[PROBLEM TO SOLVE] Your answer must be every line of the data that contains "labels".

*** SOURCE MATERIAL

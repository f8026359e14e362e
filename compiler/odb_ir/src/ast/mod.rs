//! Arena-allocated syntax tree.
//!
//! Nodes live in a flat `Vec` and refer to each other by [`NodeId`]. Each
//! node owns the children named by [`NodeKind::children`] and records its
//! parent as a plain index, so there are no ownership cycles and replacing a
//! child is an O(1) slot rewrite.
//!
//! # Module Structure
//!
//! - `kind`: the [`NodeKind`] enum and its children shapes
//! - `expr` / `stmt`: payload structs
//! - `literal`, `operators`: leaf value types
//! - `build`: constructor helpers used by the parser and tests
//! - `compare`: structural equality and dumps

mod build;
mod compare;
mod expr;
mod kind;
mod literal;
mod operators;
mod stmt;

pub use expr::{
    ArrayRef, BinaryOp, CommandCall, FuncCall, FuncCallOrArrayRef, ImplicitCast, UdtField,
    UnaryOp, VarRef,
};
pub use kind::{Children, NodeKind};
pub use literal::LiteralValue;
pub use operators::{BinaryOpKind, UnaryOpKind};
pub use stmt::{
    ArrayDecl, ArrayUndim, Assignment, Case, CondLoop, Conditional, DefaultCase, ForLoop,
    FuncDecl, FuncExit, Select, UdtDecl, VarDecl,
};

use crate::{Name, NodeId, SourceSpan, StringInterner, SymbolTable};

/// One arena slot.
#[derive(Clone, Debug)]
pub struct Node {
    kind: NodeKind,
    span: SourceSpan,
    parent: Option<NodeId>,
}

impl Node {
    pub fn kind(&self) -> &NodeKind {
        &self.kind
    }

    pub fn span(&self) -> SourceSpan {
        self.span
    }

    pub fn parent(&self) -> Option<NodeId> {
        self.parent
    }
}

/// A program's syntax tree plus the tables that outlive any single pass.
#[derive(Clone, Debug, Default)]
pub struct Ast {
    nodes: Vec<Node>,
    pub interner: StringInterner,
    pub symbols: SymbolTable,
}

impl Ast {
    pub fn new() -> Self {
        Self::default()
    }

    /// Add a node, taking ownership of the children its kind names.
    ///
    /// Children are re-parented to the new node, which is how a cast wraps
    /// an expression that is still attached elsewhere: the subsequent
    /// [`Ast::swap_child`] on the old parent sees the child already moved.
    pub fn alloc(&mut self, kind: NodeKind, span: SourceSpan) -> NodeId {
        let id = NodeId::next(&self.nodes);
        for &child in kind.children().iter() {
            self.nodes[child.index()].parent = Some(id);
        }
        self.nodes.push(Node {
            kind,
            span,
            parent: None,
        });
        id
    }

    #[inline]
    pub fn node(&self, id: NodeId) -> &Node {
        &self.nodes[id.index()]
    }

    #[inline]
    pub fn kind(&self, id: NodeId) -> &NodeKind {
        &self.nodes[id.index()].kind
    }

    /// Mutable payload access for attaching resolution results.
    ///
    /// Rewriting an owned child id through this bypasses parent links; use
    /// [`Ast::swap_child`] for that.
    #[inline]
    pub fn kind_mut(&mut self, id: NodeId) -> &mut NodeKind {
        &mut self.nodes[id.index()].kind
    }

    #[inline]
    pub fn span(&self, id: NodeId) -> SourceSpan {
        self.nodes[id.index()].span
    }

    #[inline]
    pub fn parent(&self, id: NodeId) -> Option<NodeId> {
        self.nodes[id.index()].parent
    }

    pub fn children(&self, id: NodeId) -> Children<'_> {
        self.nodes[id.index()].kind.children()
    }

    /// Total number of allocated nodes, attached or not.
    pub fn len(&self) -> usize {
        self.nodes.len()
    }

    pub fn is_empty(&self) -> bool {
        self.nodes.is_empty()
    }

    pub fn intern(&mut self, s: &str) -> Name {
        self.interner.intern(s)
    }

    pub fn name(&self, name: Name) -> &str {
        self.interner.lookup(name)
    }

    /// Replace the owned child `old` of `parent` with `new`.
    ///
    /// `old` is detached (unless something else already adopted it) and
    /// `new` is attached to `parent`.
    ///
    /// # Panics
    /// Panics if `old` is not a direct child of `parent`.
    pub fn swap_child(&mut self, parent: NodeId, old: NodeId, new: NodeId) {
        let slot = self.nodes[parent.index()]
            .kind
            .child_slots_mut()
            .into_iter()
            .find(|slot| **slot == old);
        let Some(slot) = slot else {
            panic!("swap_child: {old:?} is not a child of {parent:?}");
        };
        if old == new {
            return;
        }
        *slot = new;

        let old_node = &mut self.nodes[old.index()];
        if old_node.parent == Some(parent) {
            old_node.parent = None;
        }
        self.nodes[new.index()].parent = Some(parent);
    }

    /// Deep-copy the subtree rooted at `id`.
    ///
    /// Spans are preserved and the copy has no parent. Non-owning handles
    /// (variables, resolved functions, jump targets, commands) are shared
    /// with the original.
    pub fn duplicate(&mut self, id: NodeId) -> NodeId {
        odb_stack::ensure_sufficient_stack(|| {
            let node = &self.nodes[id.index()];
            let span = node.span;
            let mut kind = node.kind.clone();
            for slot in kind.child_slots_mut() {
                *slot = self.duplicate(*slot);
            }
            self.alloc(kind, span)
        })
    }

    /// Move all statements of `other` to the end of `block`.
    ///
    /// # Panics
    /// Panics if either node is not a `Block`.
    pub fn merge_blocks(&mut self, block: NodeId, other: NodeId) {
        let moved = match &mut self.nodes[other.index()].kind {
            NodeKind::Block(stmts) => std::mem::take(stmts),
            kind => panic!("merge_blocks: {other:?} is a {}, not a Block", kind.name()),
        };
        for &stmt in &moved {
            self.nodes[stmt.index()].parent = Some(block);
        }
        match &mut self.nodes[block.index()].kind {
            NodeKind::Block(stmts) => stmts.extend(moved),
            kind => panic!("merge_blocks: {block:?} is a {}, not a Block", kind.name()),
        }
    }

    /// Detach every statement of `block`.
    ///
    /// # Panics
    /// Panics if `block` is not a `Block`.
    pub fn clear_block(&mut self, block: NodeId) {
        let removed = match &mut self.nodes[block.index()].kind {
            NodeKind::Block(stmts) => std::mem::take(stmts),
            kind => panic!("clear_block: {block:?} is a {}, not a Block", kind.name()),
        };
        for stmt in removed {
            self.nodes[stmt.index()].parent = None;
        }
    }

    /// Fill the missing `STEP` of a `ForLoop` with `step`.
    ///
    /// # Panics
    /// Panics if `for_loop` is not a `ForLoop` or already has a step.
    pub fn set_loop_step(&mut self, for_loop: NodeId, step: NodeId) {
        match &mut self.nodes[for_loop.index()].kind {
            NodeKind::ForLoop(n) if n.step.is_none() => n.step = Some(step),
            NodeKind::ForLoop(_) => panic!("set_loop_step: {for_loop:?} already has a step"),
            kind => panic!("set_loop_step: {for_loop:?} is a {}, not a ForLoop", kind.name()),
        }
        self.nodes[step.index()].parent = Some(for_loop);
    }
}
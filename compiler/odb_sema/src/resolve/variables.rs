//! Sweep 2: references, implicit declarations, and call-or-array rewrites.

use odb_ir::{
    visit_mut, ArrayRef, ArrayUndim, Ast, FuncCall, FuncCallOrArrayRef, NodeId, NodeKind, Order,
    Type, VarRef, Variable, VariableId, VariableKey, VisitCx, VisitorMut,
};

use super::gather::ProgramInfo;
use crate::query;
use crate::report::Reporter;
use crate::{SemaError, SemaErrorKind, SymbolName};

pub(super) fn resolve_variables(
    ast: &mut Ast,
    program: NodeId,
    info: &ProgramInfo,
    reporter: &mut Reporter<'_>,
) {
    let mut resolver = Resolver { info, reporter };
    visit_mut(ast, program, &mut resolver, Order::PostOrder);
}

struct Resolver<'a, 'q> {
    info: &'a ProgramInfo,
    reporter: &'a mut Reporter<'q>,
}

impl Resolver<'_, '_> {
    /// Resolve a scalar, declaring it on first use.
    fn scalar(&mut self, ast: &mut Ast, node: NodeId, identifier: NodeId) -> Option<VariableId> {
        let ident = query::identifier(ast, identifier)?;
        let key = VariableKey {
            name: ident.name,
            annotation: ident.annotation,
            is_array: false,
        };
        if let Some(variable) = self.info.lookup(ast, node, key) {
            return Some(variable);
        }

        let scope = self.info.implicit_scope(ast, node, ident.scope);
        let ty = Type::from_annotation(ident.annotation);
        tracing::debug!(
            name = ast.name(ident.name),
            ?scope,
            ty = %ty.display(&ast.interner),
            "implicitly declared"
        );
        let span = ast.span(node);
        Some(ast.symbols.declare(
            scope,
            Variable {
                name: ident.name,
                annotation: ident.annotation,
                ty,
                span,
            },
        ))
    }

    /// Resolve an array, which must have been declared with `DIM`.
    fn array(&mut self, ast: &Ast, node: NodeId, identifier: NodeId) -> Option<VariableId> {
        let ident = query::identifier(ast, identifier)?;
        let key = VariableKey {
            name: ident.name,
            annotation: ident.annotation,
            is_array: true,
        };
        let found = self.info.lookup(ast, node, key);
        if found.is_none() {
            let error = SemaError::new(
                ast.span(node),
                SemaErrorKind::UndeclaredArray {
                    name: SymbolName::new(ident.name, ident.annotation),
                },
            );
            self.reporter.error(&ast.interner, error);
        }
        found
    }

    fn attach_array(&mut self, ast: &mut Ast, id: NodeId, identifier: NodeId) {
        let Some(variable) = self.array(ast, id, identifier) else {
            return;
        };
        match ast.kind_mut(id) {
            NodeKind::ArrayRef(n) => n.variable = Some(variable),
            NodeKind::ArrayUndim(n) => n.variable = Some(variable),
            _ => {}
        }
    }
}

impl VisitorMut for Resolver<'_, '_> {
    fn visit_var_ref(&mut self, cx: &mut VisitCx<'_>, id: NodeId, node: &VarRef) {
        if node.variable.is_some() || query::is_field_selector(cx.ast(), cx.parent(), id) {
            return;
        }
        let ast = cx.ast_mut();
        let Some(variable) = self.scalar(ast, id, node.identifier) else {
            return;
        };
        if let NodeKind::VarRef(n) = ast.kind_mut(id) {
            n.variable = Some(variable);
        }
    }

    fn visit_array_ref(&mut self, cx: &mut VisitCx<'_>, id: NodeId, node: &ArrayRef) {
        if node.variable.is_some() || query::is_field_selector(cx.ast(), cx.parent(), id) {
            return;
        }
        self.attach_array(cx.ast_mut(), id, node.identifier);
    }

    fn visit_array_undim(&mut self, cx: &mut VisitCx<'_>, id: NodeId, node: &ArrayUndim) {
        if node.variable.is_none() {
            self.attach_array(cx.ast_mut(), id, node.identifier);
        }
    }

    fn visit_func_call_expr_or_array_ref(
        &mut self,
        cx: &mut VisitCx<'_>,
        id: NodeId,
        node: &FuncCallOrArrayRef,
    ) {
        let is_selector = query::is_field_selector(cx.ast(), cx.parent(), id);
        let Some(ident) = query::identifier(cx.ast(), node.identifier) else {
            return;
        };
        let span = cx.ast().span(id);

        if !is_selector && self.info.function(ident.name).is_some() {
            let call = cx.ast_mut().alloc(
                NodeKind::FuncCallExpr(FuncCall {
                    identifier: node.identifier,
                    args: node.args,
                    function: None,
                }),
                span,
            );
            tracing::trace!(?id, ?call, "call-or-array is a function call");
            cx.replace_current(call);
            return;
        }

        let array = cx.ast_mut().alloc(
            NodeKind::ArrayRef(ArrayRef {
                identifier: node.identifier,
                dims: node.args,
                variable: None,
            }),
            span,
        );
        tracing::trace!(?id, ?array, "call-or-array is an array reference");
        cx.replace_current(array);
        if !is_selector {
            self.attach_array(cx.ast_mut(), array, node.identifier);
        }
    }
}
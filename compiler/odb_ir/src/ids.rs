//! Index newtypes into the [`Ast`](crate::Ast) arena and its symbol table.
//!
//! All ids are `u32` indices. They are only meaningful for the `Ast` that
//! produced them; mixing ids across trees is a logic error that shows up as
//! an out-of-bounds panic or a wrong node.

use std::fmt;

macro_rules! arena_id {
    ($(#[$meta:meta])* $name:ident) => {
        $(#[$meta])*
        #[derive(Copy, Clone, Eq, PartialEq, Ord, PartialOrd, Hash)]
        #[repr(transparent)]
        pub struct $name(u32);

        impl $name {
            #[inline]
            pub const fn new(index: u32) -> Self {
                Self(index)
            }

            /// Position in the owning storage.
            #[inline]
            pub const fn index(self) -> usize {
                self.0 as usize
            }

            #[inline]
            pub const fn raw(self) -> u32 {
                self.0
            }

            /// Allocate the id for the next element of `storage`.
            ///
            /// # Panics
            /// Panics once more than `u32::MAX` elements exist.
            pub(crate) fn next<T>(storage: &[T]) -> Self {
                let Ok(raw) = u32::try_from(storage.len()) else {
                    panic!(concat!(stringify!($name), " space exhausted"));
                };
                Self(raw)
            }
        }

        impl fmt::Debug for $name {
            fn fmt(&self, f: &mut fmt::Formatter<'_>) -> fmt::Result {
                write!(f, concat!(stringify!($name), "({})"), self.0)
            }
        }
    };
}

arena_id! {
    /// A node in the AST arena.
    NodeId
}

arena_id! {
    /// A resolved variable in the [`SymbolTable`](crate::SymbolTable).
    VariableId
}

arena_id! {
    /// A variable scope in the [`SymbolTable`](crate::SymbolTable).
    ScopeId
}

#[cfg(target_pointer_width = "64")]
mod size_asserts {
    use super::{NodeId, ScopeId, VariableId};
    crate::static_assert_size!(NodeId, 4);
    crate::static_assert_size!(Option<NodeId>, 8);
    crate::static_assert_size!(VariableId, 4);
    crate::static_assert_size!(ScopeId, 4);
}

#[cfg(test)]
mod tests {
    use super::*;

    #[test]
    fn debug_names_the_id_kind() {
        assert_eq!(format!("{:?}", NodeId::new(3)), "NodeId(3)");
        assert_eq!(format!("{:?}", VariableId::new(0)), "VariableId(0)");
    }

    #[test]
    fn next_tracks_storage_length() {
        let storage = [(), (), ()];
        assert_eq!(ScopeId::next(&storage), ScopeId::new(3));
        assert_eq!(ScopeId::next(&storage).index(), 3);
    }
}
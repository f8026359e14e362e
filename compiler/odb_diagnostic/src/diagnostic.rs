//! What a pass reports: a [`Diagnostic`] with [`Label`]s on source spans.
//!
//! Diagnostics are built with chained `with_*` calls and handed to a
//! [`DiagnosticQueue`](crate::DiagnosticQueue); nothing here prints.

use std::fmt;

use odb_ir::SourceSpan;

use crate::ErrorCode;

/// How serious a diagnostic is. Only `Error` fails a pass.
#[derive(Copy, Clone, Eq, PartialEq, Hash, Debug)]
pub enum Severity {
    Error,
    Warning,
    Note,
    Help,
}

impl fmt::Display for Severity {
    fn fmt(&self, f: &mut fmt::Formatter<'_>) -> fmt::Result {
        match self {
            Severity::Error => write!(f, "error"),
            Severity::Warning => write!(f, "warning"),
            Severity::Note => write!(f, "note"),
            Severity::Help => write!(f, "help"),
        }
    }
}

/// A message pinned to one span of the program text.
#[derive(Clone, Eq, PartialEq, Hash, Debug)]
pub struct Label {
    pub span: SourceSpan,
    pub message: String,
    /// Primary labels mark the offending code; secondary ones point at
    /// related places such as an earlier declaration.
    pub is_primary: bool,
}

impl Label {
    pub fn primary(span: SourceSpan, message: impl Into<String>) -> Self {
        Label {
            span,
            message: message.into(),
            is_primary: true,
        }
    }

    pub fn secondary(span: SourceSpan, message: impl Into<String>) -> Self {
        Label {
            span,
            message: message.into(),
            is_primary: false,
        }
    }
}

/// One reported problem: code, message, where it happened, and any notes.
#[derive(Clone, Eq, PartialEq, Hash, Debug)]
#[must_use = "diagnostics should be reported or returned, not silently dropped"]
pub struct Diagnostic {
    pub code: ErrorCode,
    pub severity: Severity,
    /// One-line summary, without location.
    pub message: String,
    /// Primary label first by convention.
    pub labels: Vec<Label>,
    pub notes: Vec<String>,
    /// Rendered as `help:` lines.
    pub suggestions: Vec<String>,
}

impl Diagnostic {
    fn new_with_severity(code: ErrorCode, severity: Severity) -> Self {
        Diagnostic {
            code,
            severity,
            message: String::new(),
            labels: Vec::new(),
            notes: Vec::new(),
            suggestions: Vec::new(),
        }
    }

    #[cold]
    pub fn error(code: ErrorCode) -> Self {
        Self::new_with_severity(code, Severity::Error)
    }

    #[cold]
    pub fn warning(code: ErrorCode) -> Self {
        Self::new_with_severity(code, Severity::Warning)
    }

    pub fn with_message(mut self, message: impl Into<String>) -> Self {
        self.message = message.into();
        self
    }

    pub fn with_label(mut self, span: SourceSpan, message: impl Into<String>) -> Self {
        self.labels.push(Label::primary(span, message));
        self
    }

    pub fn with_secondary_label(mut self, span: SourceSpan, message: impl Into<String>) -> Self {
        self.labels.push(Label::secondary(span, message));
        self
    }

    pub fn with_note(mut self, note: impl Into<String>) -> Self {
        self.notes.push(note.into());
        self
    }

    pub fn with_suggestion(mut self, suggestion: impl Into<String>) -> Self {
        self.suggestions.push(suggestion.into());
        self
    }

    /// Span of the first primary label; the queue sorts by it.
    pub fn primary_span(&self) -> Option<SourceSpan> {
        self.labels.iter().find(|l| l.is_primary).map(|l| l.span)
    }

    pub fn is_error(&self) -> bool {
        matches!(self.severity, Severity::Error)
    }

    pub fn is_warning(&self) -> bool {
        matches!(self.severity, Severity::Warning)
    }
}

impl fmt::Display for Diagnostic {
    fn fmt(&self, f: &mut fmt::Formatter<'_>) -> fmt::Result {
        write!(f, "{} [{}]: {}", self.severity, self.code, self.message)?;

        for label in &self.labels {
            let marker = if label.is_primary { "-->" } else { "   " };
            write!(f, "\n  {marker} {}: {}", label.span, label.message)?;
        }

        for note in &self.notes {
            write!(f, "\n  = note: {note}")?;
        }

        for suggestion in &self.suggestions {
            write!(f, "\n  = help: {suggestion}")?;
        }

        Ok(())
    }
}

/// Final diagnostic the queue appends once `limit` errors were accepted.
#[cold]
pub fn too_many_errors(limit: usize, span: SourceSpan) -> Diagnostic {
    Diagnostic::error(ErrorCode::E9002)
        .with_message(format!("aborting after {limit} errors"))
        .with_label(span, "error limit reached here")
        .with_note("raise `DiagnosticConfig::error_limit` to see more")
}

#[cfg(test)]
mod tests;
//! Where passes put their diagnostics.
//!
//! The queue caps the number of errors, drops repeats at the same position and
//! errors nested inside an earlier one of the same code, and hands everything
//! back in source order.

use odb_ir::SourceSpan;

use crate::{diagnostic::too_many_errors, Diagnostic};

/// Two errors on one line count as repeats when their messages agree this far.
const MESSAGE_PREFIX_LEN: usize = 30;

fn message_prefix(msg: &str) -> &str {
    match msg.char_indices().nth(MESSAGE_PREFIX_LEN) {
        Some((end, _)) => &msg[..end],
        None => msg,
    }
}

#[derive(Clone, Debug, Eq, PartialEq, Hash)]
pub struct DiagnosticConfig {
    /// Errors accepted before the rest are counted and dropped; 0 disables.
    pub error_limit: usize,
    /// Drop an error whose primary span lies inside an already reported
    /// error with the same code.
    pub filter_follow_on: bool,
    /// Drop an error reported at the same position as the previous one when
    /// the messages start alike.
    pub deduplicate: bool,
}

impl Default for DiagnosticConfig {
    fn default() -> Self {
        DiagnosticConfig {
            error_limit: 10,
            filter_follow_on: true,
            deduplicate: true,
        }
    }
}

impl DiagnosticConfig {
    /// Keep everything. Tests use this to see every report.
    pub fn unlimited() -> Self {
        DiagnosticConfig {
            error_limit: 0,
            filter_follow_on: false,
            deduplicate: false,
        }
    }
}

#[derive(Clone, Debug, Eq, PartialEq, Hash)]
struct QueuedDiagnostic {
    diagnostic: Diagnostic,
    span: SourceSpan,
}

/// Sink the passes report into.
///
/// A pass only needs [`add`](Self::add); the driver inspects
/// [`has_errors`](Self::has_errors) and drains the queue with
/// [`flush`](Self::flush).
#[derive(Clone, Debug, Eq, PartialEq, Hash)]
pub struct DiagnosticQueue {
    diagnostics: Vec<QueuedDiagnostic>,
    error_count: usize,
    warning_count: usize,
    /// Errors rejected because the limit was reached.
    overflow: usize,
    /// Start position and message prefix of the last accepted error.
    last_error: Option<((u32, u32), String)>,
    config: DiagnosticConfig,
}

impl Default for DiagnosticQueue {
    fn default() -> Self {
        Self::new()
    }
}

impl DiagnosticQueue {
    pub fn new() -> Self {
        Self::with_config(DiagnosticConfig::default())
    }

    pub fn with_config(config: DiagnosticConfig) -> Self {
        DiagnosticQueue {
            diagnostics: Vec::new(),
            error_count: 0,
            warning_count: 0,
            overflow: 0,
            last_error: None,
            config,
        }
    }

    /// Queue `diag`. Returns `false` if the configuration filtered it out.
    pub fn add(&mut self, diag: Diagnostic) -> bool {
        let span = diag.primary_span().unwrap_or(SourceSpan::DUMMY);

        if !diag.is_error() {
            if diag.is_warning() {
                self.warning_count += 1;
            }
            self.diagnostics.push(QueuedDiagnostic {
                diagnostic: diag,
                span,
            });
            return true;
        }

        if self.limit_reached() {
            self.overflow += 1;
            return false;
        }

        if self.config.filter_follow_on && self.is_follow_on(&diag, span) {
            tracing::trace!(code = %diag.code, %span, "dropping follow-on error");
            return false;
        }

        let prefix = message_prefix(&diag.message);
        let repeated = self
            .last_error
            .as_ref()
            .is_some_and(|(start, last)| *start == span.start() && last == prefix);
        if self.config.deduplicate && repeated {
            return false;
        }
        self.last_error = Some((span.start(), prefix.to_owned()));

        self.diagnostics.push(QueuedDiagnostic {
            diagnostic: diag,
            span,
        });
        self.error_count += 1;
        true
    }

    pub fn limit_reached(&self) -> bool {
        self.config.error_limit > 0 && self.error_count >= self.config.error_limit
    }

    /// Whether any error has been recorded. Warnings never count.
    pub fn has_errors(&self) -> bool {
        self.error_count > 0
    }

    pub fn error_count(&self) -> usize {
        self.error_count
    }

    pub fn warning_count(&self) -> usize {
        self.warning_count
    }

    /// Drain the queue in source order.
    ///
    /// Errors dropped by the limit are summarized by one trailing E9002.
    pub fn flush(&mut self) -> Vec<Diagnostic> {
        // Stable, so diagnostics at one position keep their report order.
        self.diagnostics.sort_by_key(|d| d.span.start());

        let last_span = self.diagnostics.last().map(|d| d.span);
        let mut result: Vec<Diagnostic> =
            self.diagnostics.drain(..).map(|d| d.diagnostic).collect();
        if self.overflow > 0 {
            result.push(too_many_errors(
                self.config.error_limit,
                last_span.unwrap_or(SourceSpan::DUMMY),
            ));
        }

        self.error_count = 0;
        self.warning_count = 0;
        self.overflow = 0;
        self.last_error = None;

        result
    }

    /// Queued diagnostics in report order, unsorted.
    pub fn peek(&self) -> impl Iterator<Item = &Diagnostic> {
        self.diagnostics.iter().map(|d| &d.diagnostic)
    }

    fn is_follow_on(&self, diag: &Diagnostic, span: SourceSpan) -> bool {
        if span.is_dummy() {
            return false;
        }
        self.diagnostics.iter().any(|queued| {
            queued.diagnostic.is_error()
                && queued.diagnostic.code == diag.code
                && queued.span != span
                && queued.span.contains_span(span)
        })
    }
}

******

[RESULT OF THE TASK]
    /// Primary labels mark the offending code; secondary ones point at
    pub labels: Vec<Label>,
            labels: Vec::new(),
        self.labels.push(Label::primary(span, message));
        self.labels.push(Label::secondary(span, message));
        self.labels.iter().find(|l| l.is_primary).map(|l| l.span)
        for label in &self.labels {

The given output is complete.